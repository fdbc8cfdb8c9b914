//! 回合运行时状态
//!
//! 一个回合内由入口独占、按引用交给每个工具的可变聚合：来源缓存、行程块与景点子集、
//! 图片集、渲染文档、各工具最近一次输出与错误。替换块列表时同步重算景点子集、
//! 重置坐标标记并清掉旧图片集，过期的派生数据不会比其来源活得更久。

use std::collections::{BTreeMap, BTreeSet, HashMap};
use std::sync::atomic::{AtomicBool, Ordering};
use std::sync::Arc;

use serde::{Deserialize, Serialize};
use serde_json::{Map, Value};

use crate::itinerary::{
    all_resolved, spots_of, Block, GeoPoint, ImageMode, ImageSet, RenderedDocument, SourceRecord,
    SpotBlock, VideoContext,
};
use crate::session::{SessionSnapshot, SnapshotPatch};
use crate::tools::names;

/// 水合时两套图片集都存在且无法按文档判断时的优先级
#[derive(Debug, Clone, Copy, PartialEq, Eq, Default, Serialize, Deserialize)]
#[serde(rename_all = "lowercase")]
pub enum ImagePrecedence {
    #[default]
    Generated,
    Searched,
}

/// extract_itinerary 的输出
#[derive(Debug, Clone, PartialEq, Serialize, Deserialize)]
pub struct ItineraryOutput {
    pub title: String,
    pub count: usize,
    pub blocks: Vec<Block>,
}

/// resolve_locations 的输出
#[derive(Debug, Clone, PartialEq, Serialize, Deserialize)]
pub struct LocationReport {
    pub resolved: usize,
    /// 仍无坐标的块 id
    pub unresolved: Vec<String>,
    pub spots: Vec<SpotBlock>,
}

/// summarize_trip 的输出
#[derive(Debug, Clone, PartialEq, Serialize, Deserialize)]
pub struct TripSummary {
    pub summary: String,
}

/// 工具输出的和类型：每个已知工具一个变体，未知工具走 Opaque
#[derive(Debug, Clone, PartialEq)]
pub enum ToolOutput {
    FetchVideo(SourceRecord),
    ExtractItinerary(ItineraryOutput),
    ResolveLocations(LocationReport),
    SearchImages(ImageSet),
    GenerateImages(ImageSet),
    SummarizeTrip(TripSummary),
    RenderDocument(RenderedDocument),
    Opaque(Value),
}

impl ToolOutput {
    /// 按工具名解析持久化的 JSON；结构不符时保留为 Opaque
    pub fn from_value(tool: &str, value: Value) -> ToolOutput {
        fn typed<T: serde::de::DeserializeOwned>(
            value: Value,
            wrap: fn(T) -> ToolOutput,
        ) -> ToolOutput {
            match serde_json::from_value::<T>(value.clone()) {
                Ok(v) => wrap(v),
                Err(_) => ToolOutput::Opaque(value),
            }
        }
        match tool {
            names::FETCH_VIDEO => typed(value, ToolOutput::FetchVideo),
            names::EXTRACT_ITINERARY => typed(value, ToolOutput::ExtractItinerary),
            names::RESOLVE_LOCATIONS => typed(value, ToolOutput::ResolveLocations),
            names::SEARCH_IMAGES => typed(value, ToolOutput::SearchImages),
            names::GENERATE_IMAGES => typed(value, ToolOutput::GenerateImages),
            names::SUMMARIZE_TRIP => typed(value, ToolOutput::SummarizeTrip),
            names::RENDER_DOCUMENT => typed(value, ToolOutput::RenderDocument),
            _ => ToolOutput::Opaque(value),
        }
    }

    pub fn to_value(&self) -> Value {
        let encoded = match self {
            ToolOutput::FetchVideo(v) => serde_json::to_value(v),
            ToolOutput::ExtractItinerary(v) => serde_json::to_value(v),
            ToolOutput::ResolveLocations(v) => serde_json::to_value(v),
            ToolOutput::SearchImages(v) | ToolOutput::GenerateImages(v) => serde_json::to_value(v),
            ToolOutput::SummarizeTrip(v) => serde_json::to_value(v),
            ToolOutput::RenderDocument(v) => serde_json::to_value(v),
            ToolOutput::Opaque(v) => Ok(v.clone()),
        };
        encoded.unwrap_or(Value::Null)
    }

    pub fn image_set(&self) -> Option<&ImageSet> {
        match self {
            ToolOutput::SearchImages(set) | ToolOutput::GenerateImages(set) => Some(set),
            _ => None,
        }
    }
}

/// 快照 context 中的行程上下文
#[derive(Debug, Clone, Default, PartialEq, Serialize, Deserialize)]
pub struct TripContext {
    #[serde(default)]
    pub video: Option<VideoContext>,
    #[serde(default)]
    pub title: Option<String>,
    #[serde(default)]
    pub summary: Option<String>,
    #[serde(default)]
    pub conversation_summary: Option<String>,
    #[serde(default)]
    pub image_mode: Option<ImageMode>,
}

/// 回合运行时状态
#[derive(Debug, Default)]
pub struct RuntimeState {
    sources_by_id: HashMap<String, SourceRecord>,
    sources_by_url: HashMap<String, SourceRecord>,
    blocks: Vec<Block>,
    spots: Vec<SpotBlock>,
    locations_resolved: bool,
    context: TripContext,
    images: Option<ImageSet>,
    document: Option<RenderedDocument>,
    document_version: u32,
    cancelled: Arc<AtomicBool>,
    tool_outputs: BTreeMap<String, ToolOutput>,
    tool_errors: BTreeMap<String, String>,
    /// 已失效的工具输出，下次快照写 null 覆盖
    cleared_outputs: BTreeSet<String>,
}

impl RuntimeState {
    pub fn new() -> Self {
        Self::default()
    }

    /// 从最近快照水合
    pub fn from_snapshot(snapshot: &SessionSnapshot, precedence: ImagePrecedence) -> Self {
        let mut state = Self::new();

        if let Ok(context) = serde_json::from_value::<TripContext>(Value::Object(snapshot.context.clone())) {
            state.context = context;
        }
        if let Some(sources) = snapshot.context.get("sources") {
            if let Ok(records) = serde_json::from_value::<Vec<SourceRecord>>(sources.clone()) {
                for record in records {
                    state.cache_source(record);
                }
            }
        }

        state.blocks = snapshot.blocks.clone();
        state.spots = spots_of(&state.blocks);
        state.locations_resolved = all_resolved(&state.spots);

        for (tool, value) in &snapshot.tool_outputs {
            if value.is_null() {
                continue;
            }
            state
                .tool_outputs
                .insert(tool.clone(), ToolOutput::from_value(tool, value.clone()));
        }

        state.document = snapshot.rendered_document.clone();
        state.document_version = snapshot.document_version;
        state.images = state.pick_image_set(precedence);
        state.context.image_mode = state.images.as_ref().map(|s| s.mode);
        state
    }

    /// 文档记录的模式优先，其次按配置的优先级
    fn pick_image_set(&self, precedence: ImagePrecedence) -> Option<ImageSet> {
        let searched = self
            .tool_outputs
            .get(names::SEARCH_IMAGES)
            .and_then(ToolOutput::image_set);
        let generated = self
            .tool_outputs
            .get(names::GENERATE_IMAGES)
            .and_then(ToolOutput::image_set);

        let by_document = self
            .document
            .as_ref()
            .and_then(|d| d.image_mode)
            .and_then(|mode| match mode {
                ImageMode::Searched => searched,
                ImageMode::Generated => generated,
            });

        let chosen = by_document.or_else(|| match precedence {
            ImagePrecedence::Generated => generated.or(searched),
            ImagePrecedence::Searched => searched.or(generated),
        });
        chosen.filter(|set| set.matches_blocks(&self.blocks)).cloned()
    }

    // ---- 取消 ----

    pub fn cancel_flag(&self) -> Arc<AtomicBool> {
        self.cancelled.clone()
    }

    pub fn is_cancelled(&self) -> bool {
        self.cancelled.load(Ordering::SeqCst)
    }

    pub fn mark_cancelled(&self) {
        self.cancelled.store(true, Ordering::SeqCst);
    }

    // ---- 来源缓存 ----

    /// 按 id 与 url 缓存，后写覆盖先写
    pub fn cache_source(&mut self, record: SourceRecord) {
        self.sources_by_url.insert(record.url.clone(), record.clone());
        self.sources_by_id.insert(record.id.clone(), record);
    }

    pub fn source_by_id(&self, id: &str) -> Option<&SourceRecord> {
        self.sources_by_id.get(id)
    }

    pub fn source_by_url(&self, url: &str) -> Option<&SourceRecord> {
        self.sources_by_url.get(url)
    }

    /// 当前视频对应的来源
    pub fn current_source(&self) -> Option<&SourceRecord> {
        self.context
            .video
            .as_ref()
            .and_then(|v| self.sources_by_id.get(&v.source_id))
    }

    pub fn set_video(&mut self, video: VideoContext) {
        self.context.video = Some(video);
    }

    // ---- 行程 ----

    pub fn blocks(&self) -> &[Block] {
        &self.blocks
    }

    pub fn spots(&self) -> &[SpotBlock] {
        &self.spots
    }

    pub fn locations_resolved(&self) -> bool {
        self.locations_resolved
    }

    /// 替换块列表：重算景点子集、重置坐标标记、丢弃旧图片集
    pub fn replace_blocks(&mut self, blocks: Vec<Block>, title: Option<String>) {
        self.blocks = blocks;
        self.spots = spots_of(&self.blocks);
        self.locations_resolved = false;
        if title.is_some() {
            self.context.title = title;
        }
        self.clear_images();
        for tool in [names::RESOLVE_LOCATIONS, names::SEARCH_IMAGES, names::GENERATE_IMAGES] {
            self.invalidate_output(tool);
        }
    }

    /// 写入地理编码结果（None 表示该块仍无坐标）
    pub fn apply_locations(&mut self, updates: &[(String, Option<GeoPoint>)]) {
        for (block_id, point) in updates {
            if let Some(block) = self.blocks.iter_mut().find(|b| &b.id == block_id) {
                block.location = *point;
            }
        }
        self.spots = spots_of(&self.blocks);
        self.locations_resolved = all_resolved(&self.spots);
    }

    // ---- 图片 ----

    pub fn images(&self) -> Option<&ImageSet> {
        self.images.as_ref()
    }

    /// 新图片集替换旧的，另一模式的工具输出随之失效
    pub fn set_images(&mut self, set: ImageSet) {
        self.clear_images();
        let stale = match set.mode {
            ImageMode::Searched => names::GENERATE_IMAGES,
            ImageMode::Generated => names::SEARCH_IMAGES,
        };
        self.invalidate_output(stale);
        self.context.image_mode = Some(set.mode);
        self.images = Some(set);
    }

    fn clear_images(&mut self) {
        self.images = None;
        self.context.image_mode = None;
    }

    // ---- 上下文与文档 ----

    pub fn context(&self) -> &TripContext {
        &self.context
    }

    pub fn title(&self) -> Option<&str> {
        self.context
            .title
            .as_deref()
            .or_else(|| self.context.video.as_ref().map(|v| v.title.as_str()))
    }

    pub fn summary(&self) -> Option<&str> {
        self.context.summary.as_deref()
    }

    pub fn set_summary(&mut self, summary: String) {
        self.context.summary = Some(summary);
    }

    pub fn conversation_summary(&self) -> Option<&str> {
        self.context.conversation_summary.as_deref()
    }

    pub fn set_conversation_summary(&mut self, summary: String) {
        self.context.conversation_summary = Some(summary).filter(|s| !s.is_empty());
    }

    pub fn document(&self) -> Option<&RenderedDocument> {
        self.document.as_ref()
    }

    pub fn next_document_version(&self) -> u32 {
        self.document_version + 1
    }

    pub fn set_document(&mut self, doc: RenderedDocument) {
        self.document_version = self.document_version.max(doc.version);
        self.document = Some(doc);
    }

    // ---- 工具输出 ----

    pub fn record_output(&mut self, tool: &str, output: ToolOutput) {
        self.cleared_outputs.remove(tool);
        self.tool_errors.remove(tool);
        self.tool_outputs.insert(tool.to_string(), output);
    }

    pub fn record_error(&mut self, tool: &str, message: String) {
        self.tool_errors.insert(tool.to_string(), message);
    }

    pub fn output(&self, tool: &str) -> Option<&ToolOutput> {
        self.tool_outputs.get(tool)
    }

    pub fn last_error(&self, tool: &str) -> Option<&str> {
        self.tool_errors.get(tool).map(String::as_str)
    }

    fn invalidate_output(&mut self, tool: &str) {
        if self.tool_outputs.remove(tool).is_some() {
            self.cleared_outputs.insert(tool.to_string());
        }
    }

    /// 当前状态的完整补丁（context 与 tool_outputs 由存储端浅合并）
    pub fn to_patch(&self) -> SnapshotPatch {
        let mut context = match serde_json::to_value(&self.context) {
            Ok(Value::Object(map)) => map,
            _ => Map::new(),
        };
        let mut sources: Vec<&SourceRecord> = self.sources_by_id.values().collect();
        sources.sort_by(|a, b| a.id.cmp(&b.id));
        if let Ok(v) = serde_json::to_value(sources) {
            context.insert("sources".to_string(), v);
        }

        let mut outputs = Map::new();
        for tool in &self.cleared_outputs {
            outputs.insert(tool.clone(), Value::Null);
        }
        for (tool, output) in &self.tool_outputs {
            outputs.insert(tool.clone(), output.to_value());
        }

        SnapshotPatch {
            context: Some(context),
            blocks: Some(self.blocks.clone()),
            spot_blocks: Some(self.spots.clone()),
            tool_outputs: Some(outputs),
            rendered_document: self.document.clone(),
        }
    }
}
——
▸ Aim of the task: Where a line of the listing contains "SnapshotPatch", count it; your answer must be only the resulting number.

▸ Exercise answer: 3